Human classification alone, unable to handle the enormous quantity of project data, requires the support of automated machine-based strategies. In collaborative annotation, humans and machines work together, merging editorial strengths in semantics and pattern recognition with the machine strengths of scale and algorithmic power. Discovery informatics can be used to generate common data models, taxonomies and ontologies. A proposed project of massive scale, the Large Synoptic Survey Telescope (LSST) project, will systematically observe the southern sky over 10 years, collecting petabytes of data for analysis. The combined work of professional and citizen scientists will be needed to tag the discovered astronomical objects. The tag set will be generated through informatics and the collaborative annotation efforts of humans and machines. The LSST project will demonstrate the development and application of a classification scheme that supports search, curation and reuse of a digital repository.

knowledge discovery
classification schemes
automatic taxonomy generation
machine aided indexing
digital repositories
information reuse
astronomy

Bulletin, April/May 2013


RDAP Review

Collaborative Annotation for Scientific Data Discovery and Reuse

by Kirk Borne

The enormous growth in scientific data repositories requires more meaningful indexing, classification and descriptive metadata in order to facilitate data discovery, reuse and understanding. Meaningful classification labels and metadata can be derived autonomously through machine intelligence or manually through human computation. Human computation is the application of human intelligence to solving problems that are either too complex or impossible for computers. For enormous data collections, a combination of machine and human computation approaches is required. Specifically, the assignment of meaningful tags (annotations) to each unique data granule is best achieved through collaborative participation of data providers, curators and end users to augment and validate the results derived from machine learning (data mining) classification algorithms. We see very successful implementations of this joint machine-human collaborative approach in citizen science projects such as Galaxy Zoo and the Zooniverse (http://zooniverse.org/).

In the current era of scientific information explosion, the big data avalanche is creating enormous challenges for the long-term curation of scientific data.
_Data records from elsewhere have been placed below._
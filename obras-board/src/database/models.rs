//! Database models
//!
//! Rust structs representing database entities.
//! All models use serde for serialization to frontend.

use chrono::{DateTime, Utc};
use serde::{Deserialize, Serialize};
use sqlx::FromRow;

/// The board owned by one work site
#[derive(Debug, Clone, Serialize, Deserialize, FromRow)]
pub struct BoardRow {
    pub id: String,
    pub work_site_id: i64,
    pub name: String,
    pub created_at: DateTime<Utc>,
}

/// A column of cards
#[derive(Debug, Clone, Serialize, Deserialize, FromRow)]
pub struct ListRow {
    pub id: String,
    pub board_id: String,
    pub title: String,
    /// Semantic role: "none", "in_progress" or "completed"
    pub role: String,
    pub position: i64,
    pub created_at: DateTime<Utc>,
    pub updated_at: DateTime<Utc>,
}

/// A card without its related collections
#[derive(Debug, Clone, Serialize, Deserialize, FromRow)]
pub struct CardRow {
    pub id: String,
    pub list_id: String,
    pub title: String,
    pub description: Option<String>,
    pub due_date: Option<DateTime<Utc>>,
    pub position: f64,
    pub created_at: DateTime<Utc>,
    pub updated_at: DateTime<Utc>,
}

/// A checklist without its items
#[derive(Debug, Clone, Serialize, Deserialize, FromRow)]
pub struct ChecklistRow {
    pub id: String,
    pub card_id: String,
    pub title: String,
    pub position: i64,
    pub created_at: DateTime<Utc>,
}

#[derive(Debug, Clone, PartialEq, Serialize, Deserialize, FromRow)]
pub struct ChecklistItem {
    pub id: String,
    pub checklist_id: String,
    pub title: String,
    pub position: i64,
    pub checked: bool,
    pub created_at: DateTime<Utc>,
}

/// Board-wide colored tag
#[derive(Debug, Clone, PartialEq, Serialize, Deserialize, FromRow)]
pub struct Label {
    pub id: String,
    pub title: String,
    pub color: String,
    pub created_at: DateTime<Utc>,
}

/// Label joined with the card carrying it
#[derive(Debug, Clone, FromRow)]
pub struct CardLabelRow {
    pub card_id: String,
    pub id: String,
    pub title: String,
    pub color: String,
    pub created_at: DateTime<Utc>,
}

impl From<CardLabelRow> for Label {
    fn from(row: CardLabelRow) -> Self {
        Self {
            id: row.id,
            title: row.title,
            color: row.color,
            created_at: row.created_at,
        }
    }
}

#[derive(Debug, Clone, PartialEq, Serialize, Deserialize, FromRow)]
pub struct Comment {
    pub id: String,
    pub card_id: String,
    pub content: String,
    pub author: Option<String>,
    pub created_at: DateTime<Utc>,
}

/// Attachment metadata; the file itself lives in external storage
#[derive(Debug, Clone, PartialEq, Serialize, Deserialize, FromRow)]
pub struct Attachment {
    pub id: String,
    pub card_id: String,
    pub filename: String,
    pub url: String,
    pub mime_type: Option<String>,
    pub size: i64,
    pub created_at: DateTime<Utc>,
}

/// Record left by the completion side-channel
#[derive(Debug, Clone, Serialize, Deserialize, FromRow)]
pub struct CompletionNotification {
    pub id: String,
    pub work_site_id: i64,
    pub card_title: String,
    pub created_at: DateTime<Utc>,
}

/// Create card request
#[derive(Debug, Deserialize)]
pub struct CreateCardRequest {
    pub list_id: String,
    pub title: String,
    pub description: Option<String>,
    pub due_date: Option<DateTime<Utc>>,
}

/// Update card request
///
/// `None` leaves a field untouched. For the nullable fields `Some(None)`
/// clears the stored value.
#[derive(Debug, Default, Deserialize)]
pub struct UpdateCardRequest {
    pub id: String,
    pub title: Option<String>,
    pub description: Option<Option<String>>,
    pub due_date: Option<Option<DateTime<Utc>>>,
}

/// Attachment metadata to record
#[derive(Debug, Deserialize)]
pub struct CreateAttachmentRequest {
    pub card_id: String,
    pub filename: String,
    pub url: String,
    pub mime_type: Option<String>,
    pub size: i64,
}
In particular, the classic librarian activities of classification and indexing become insurmountable. Automated machine-based approaches (such as data mining) can help, but these methods only work well when the classification and indexing algorithms have good training sets. What happens when the data includes anomalous patterns or features that are not represented in the training collection? In such cases, human-supported classification and labeling become essential – humans are very good at pattern discovery, detection and recognition. When the data volumes reach astronomical levels, it becomes particularly useful, productive and educational to crowdsource the labeling (annotation) effort. The new data objects (and their associated tags) then become new training examples, added to the data mining training sets, thereby improving the accuracy and completeness of the machine-based algorithms.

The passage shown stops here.